In [1]:
import time
from itertools import compress
from skimage.util.shape import view_as_windows
import matplotlib.pyplot as plt
import numpy as np  
import os

Concatenate files into one big file first

In [2]:
def concatenate_and_save(folder_path, output_directory, output_file):
    files = os.listdir(folder_path)
    print(files)

    np_files = [f for f in files if f.endswith('.npy')]
    arrays = [np.load(os.path.join(folder_path, f)) for f in np_files]
    concatenated_array = np.concatenate(arrays, axis=0)
    
    if not os.path.exists(output_directory):
        os.makedirs(output_directory)
    
    output_path = os.path.join(output_directory, output_file)
    print("Stacked array shape:", concatenated_array.shape)
    
    np.save(output_path, concatenated_array)
    print("Concatenation complete. Array saved as", output_path)

In [49]:
path = "data_download/seis_train"
output_file = "seistrain_full.npy"
concatenate_and_save(path, path, output_file)

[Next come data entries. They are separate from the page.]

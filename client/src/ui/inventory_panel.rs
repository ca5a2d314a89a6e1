//! Inventory panel view-model
//!
//! The panel owns only the active tab. Inventory contents, the selected item
//! and the item catalog are passed in on every frame, and user actions are
//! delegated to an [`InventoryActions`] implementation.

use crate::game::{Category, Inventory, ItemCatalog};
use super::layout::UiElementId;

/// Callbacks the panel invokes on its owner
pub trait InventoryActions {
    /// Make `name` the selected item and pin it to the shortcut bar
    fn shortcut_item(&mut self, name: &str);
    fn close_inventory(&mut self);
}

/// User action on the panel
#[derive(Debug, Clone, PartialEq, Eq)]
pub enum PanelAction {
    PrevCategory,
    NextCategory,
    SelectItem(String),
    Close,
}

impl PanelAction {
    /// Map a clicked element to a panel action
    pub fn from_element(id: &UiElementId) -> Option<PanelAction> {
        match id {
            UiElementId::InventoryPrevTab => Some(PanelAction::PrevCategory),
            UiElementId::InventoryNextTab => Some(PanelAction::NextCategory),
            UiElementId::InventoryTile(name) => Some(PanelAction::SelectItem(name.clone())),
            UiElementId::InventoryClose => Some(PanelAction::Close),
        }
    }
}

/// A selectable tile in the item grid
#[derive(Debug, Clone, PartialEq)]
pub struct ItemTile<'a> {
    pub name: &'a str,
    pub count: i32,
    pub image: &'a str,
    pub is_selected: bool,
}

/// Grid area contents
#[derive(Debug, Clone, PartialEq)]
pub enum PanelContent<'a> {
    Empty { message: String },
    Tiles(Vec<ItemTile<'a>>),
}

/// Detail pane for the selected item
#[derive(Debug, Clone, PartialEq)]
pub struct ItemDetailView<'a> {
    pub name: &'a str,
    pub category: Category,
    pub image: &'a str,
    pub description: &'a str,
}

/// Everything the renderer needs to draw one frame of the panel
#[derive(Debug, Clone, PartialEq)]
pub struct InventoryView<'a> {
    pub tab: Category,
    pub tab_label: &'static str,
    pub tab_icon: &'static str,
    pub content: PanelContent<'a>,
    pub detail: Option<ItemDetailView<'a>>,
}

#[derive(Debug, Clone, PartialEq, Eq)]
pub struct InventoryPanel {
    current_tab: Category,
}

impl Default for InventoryPanel {
    fn default() -> Self {
        Self::new()
    }
}

impl InventoryPanel {
    pub fn new() -> Self {
        Self {
            current_tab: Category::Seeds,
        }
    }

    pub fn current_tab(&self) -> Category {
        self.current_tab
    }

    pub fn next_category(&mut self) {
        self.current_tab = self.current_tab.next();
        log::debug!("Inventory tab -> {}", self.current_tab);
    }

    pub fn prev_category(&mut self) {
        self.current_tab = self.current_tab.prev();
        log::debug!("Inventory tab -> {}", self.current_tab);
    }

    /// Held items of the active tab, in catalog order
    pub fn visible_items<'a>(&self, inventory: &Inventory, catalog: &'a ItemCatalog) -> Vec<(&'a str, i32)> {
        catalog
            .items_in(self.current_tab)
            .iter()
            .map(|name| (name.as_str(), inventory.count(name)))
            .filter(|(_, count)| *count != 0)
            .collect()
    }

    pub fn view<'a>(
        &self,
        inventory: &Inventory,
        selected_item: Option<&'a str>,
        catalog: &'a ItemCatalog,
    ) -> InventoryView<'a> {
        let tiles: Vec<ItemTile<'a>> = self
            .visible_items(inventory, catalog)
            .into_iter()
            .filter_map(|(name, count)| {
                let details = catalog.get(name)?;
                Some(ItemTile {
                    name,
                    count,
                    image: &details.image,
                    is_selected: selected_item == Some(name),
                })
            })
            .collect();

        let content = if tiles.is_empty() {
            PanelContent::Empty {
                message: format!("You have no {} in your inventory.", self.current_tab),
            }
        } else {
            PanelContent::Tiles(tiles)
        };

        let detail = selected_item.and_then(|name| match catalog.get(name) {
            Some(details) => Some(ItemDetailView {
                name,
                category: details.category,
                image: &details.image,
                description: &details.description,
            }),
            None => {
                log::warn!("Selected item '{}' has no catalog entry", name);
                None
            }
        });

        InventoryView {
            tab: self.current_tab,
            tab_label: self.current_tab.label(),
            tab_icon: self.current_tab.icon(),
            content,
            detail,
        }
    }

    /// Apply a user action. Item selection and closing are delegated to `actions`.
    pub fn handle_action<A: InventoryActions + ?Sized>(&mut self, action: PanelAction, actions: &mut A) {
        match action {
            PanelAction::PrevCategory => self.prev_category(),
            PanelAction::NextCategory => self.next_category(),
            PanelAction::SelectItem(name) => actions.shortcut_item(&name),
            PanelAction::Close => actions.close_inventory(),
        }
    }
}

['seistrain1.npy', 'seistrain2.npy', 'seistrain3.npy', 'seistrain4.npy', 'seistrain5.npy', 'seistrain6.npy', 'seistrain7.npy', 'seistrain8.npy', 'seistrain9.npy']
Stacked array shape: (900, 3174, 1537)
Concatenation complete. Array saved as data_download/seis_train\seistrain_full.npy


In [56]:
path = "data_download/seis_val"
output_file = "seisval_full.npy"
concatenate_and_save(path, path, output_file)

['seisval1.npy', 'seisval2.npy']
Stacked array shape: (200, 3174, 1537)
Concatenation complete. Array saved as data_download/seis_val\seisval_full.npy


In [57]:
path = "data_download/seis_test"
output_file = "seistest_full.npy"
concatenate_and_save(path, path, output_file)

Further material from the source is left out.